Russia turns down Kyrgyz call for help as toll rises
At least 75 people were reported killed and nearly 1,000 wounded in the violence spreading across the impoverished Central Asian nation that hosts both US and Russian air bases.
Much of its second-largest city, Osh, was on fire on Saturday and the sky overhead was black with smoke. Gangs of young Kyrgyz men armed with firearms and metal bars marched on minority Uzbek neighbourhoods and set homes on fire. Stores were looted and the city was running out of food.
"It's a real war," said local leader Omurbek Suvanaliyev. "Everything is burning, and bodies are lying on the streets."
Those driven from their homes rushed toward the border with Uzbekistan, and a reporter saw children being trampled to death in the stampede. Crowds of women and children made bridges out of planks and ladders to cross the border.

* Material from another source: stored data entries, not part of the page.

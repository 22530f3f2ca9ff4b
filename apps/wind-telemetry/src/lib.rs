#![cfg_attr(
    test,
    allow(
        clippy::unwrap_used,
        clippy::expect_used,
        clippy::float_cmp,
        clippy::significant_drop_tightening,
        clippy::too_many_lines,
        clippy::needless_pass_by_value,
        clippy::items_after_statements
    )
)]

//! Wind Telemetry - Sensor Ingestion and Time-Series Service
//!
//! Fetches wind speed readings from an external telemetry API, validates and
//! normalizes them, and serves them back through historical range queries,
//! file exports and a continuously refreshed realtime window.
//!
//! # Layers (inside → outside)
//!
//! - **Domain**: Pure types and rules
//!   - `reading`: The canonical `Reading` and timestamp parsing
//!   - `normalization`: Raw record validation and conversion
//!   - `summary`: Mean speed, span and latest position
//!   - `query`: Query results with an explicit status
//!
//! - **Application**: Ports and stateful services
//!   - `ports`: Telemetry source and export renderer interfaces
//!   - `services`: Historical store, realtime store, poller
//!
//! - **Infrastructure**: Adapters and external integrations
//!   - `source`: HTTP client for the upstream API
//!   - `export`: CSV and spreadsheet renderers
//!   - `http`: Query API server
//!   - `health`: Health check and metrics endpoint
//!   - `config`, `metrics`, `telemetry`: Ambient plumbing
//!
//! # Data Flow
//!
//! ```text
//!                   ┌────────────┐     ┌──────────────────┐
//! Upstream API ───► │ Normalizer │ ──► │ Historical Store │ ──► range / export
//!   (reqwest)       └────────────┘  │  └──────────────────┘
//!                                   │  ┌──────────────────┐
//!                     Poller tick ──┴► │  Realtime Store  │ ──► window + summary
//!                                      └──────────────────┘
//! ```

#![forbid(unsafe_code)]
#![warn(missing_docs)]
#![warn(clippy::pedantic)]

// =============================================================================
// Module Declarations
// =============================================================================

/// Domain layer - Readings, normalization and aggregation.
pub mod domain;

/// Application layer - Ports and store services.
pub mod application;

/// Infrastructure layer - Adapters and external integrations.
pub mod infrastructure;

// =============================================================================
// Re-exports
// =============================================================================

// Domain types
pub use domain::normalization::{RawRecord, RecordNormalizer, RejectReason, RejectionObserver};
pub use domain::query::{QueryResult, QueryStatus};
pub use domain::reading::Reading;
pub use domain::summary::{Summary, summarize};

// Ports and services
pub use application::ports::{FetchError, FetchMode, TelemetrySourcePort};
pub use application::services::{HistoricalStore, Poller, PollerStatus, RealtimeStore};

// Infrastructure config
pub use infrastructure::config::{ConfigError, ServiceConfig};

// Servers
pub use infrastructure::health::{HealthServer, HealthServerError, HealthServerState};
pub use infrastructure::http::{ApiServer, AppState, HttpServerError, create_router};

// Upstream client
pub use infrastructure::source::HttpTelemetrySource;

// Metrics
pub use infrastructure::metrics::{MetricsRejectionObserver, init_metrics};

// Telemetry
pub use infrastructure::telemetry::{TelemetryConfig, TelemetryGuard, init as init_telemetry};
//! Port Interfaces
//!
//! Contracts that infrastructure adapters implement.
//!
//! ## Driven Ports (Outbound)
//!
//! - `TelemetrySourcePort`: Fetches raw records from the upstream API
//! - `ExportRendererPort`: Renders readings into a downloadable file

mod export_port;
mod telemetry_source_port;

pub use export_port::{ExportFormat, ExportRendererPort, ExportRequest, RenderError, RenderedExport};
#[cfg(test)]
pub use telemetry_source_port::MockTelemetrySourcePort;
pub use telemetry_source_port::{FetchError, FetchMode, TelemetrySourcePort};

Interim President Roza Otunbayeva acknowledged that her government has lost control over Osh, a city of 250,000, even though it sent troops, armour and helicopters to quell the riots. Violence spread to the nearby city of Jalal-Abad later on Saturday.
"The situation in the Osh region has spun out of control," Otunbayeva told reporters. "Attempts to establish a dialogue have failed, and fighting and rampages are continuing. We need outside forces to quell confrontation."
Otunbayeva asked Russia early on Saturday to send in troops, but the Kremlin said it would not meddle into Kyrgyzstan's internal conflict.
"It's a domestic conflict, and Russia now doesn't see conditions for taking part in its settlement," Kremlin spokeswoman Natalya Timakova said in Moscow. She added that Russia will discuss with other members of a security pact of ex-Soviet nations about the possibility of sending a joint peacekeeping force to Kyrgyzstan. Timakova said Russia would send a plane to Kyrgyzstan to deliver humanitarian supplies and help evacuate victims of the violence.
Interim government spokesman Farid Niyazov refused to comment on whether the country would turn to the US for military help after Russia had refused. "Russia is our main strategic partner," he said.
In Washington, Pentagon spokesman Bryan Whitman said he was unaware of any requests for help by Kyrgyzstan.
The riots are the worst violence since former President Kurmanbek Bakiyev was toppled in a bloody uprising in April and fled the country. Otunbayeva blamed Bakiyev's family for instigating the unrest in Osh, saying they aimed to derail the constitutional referendum.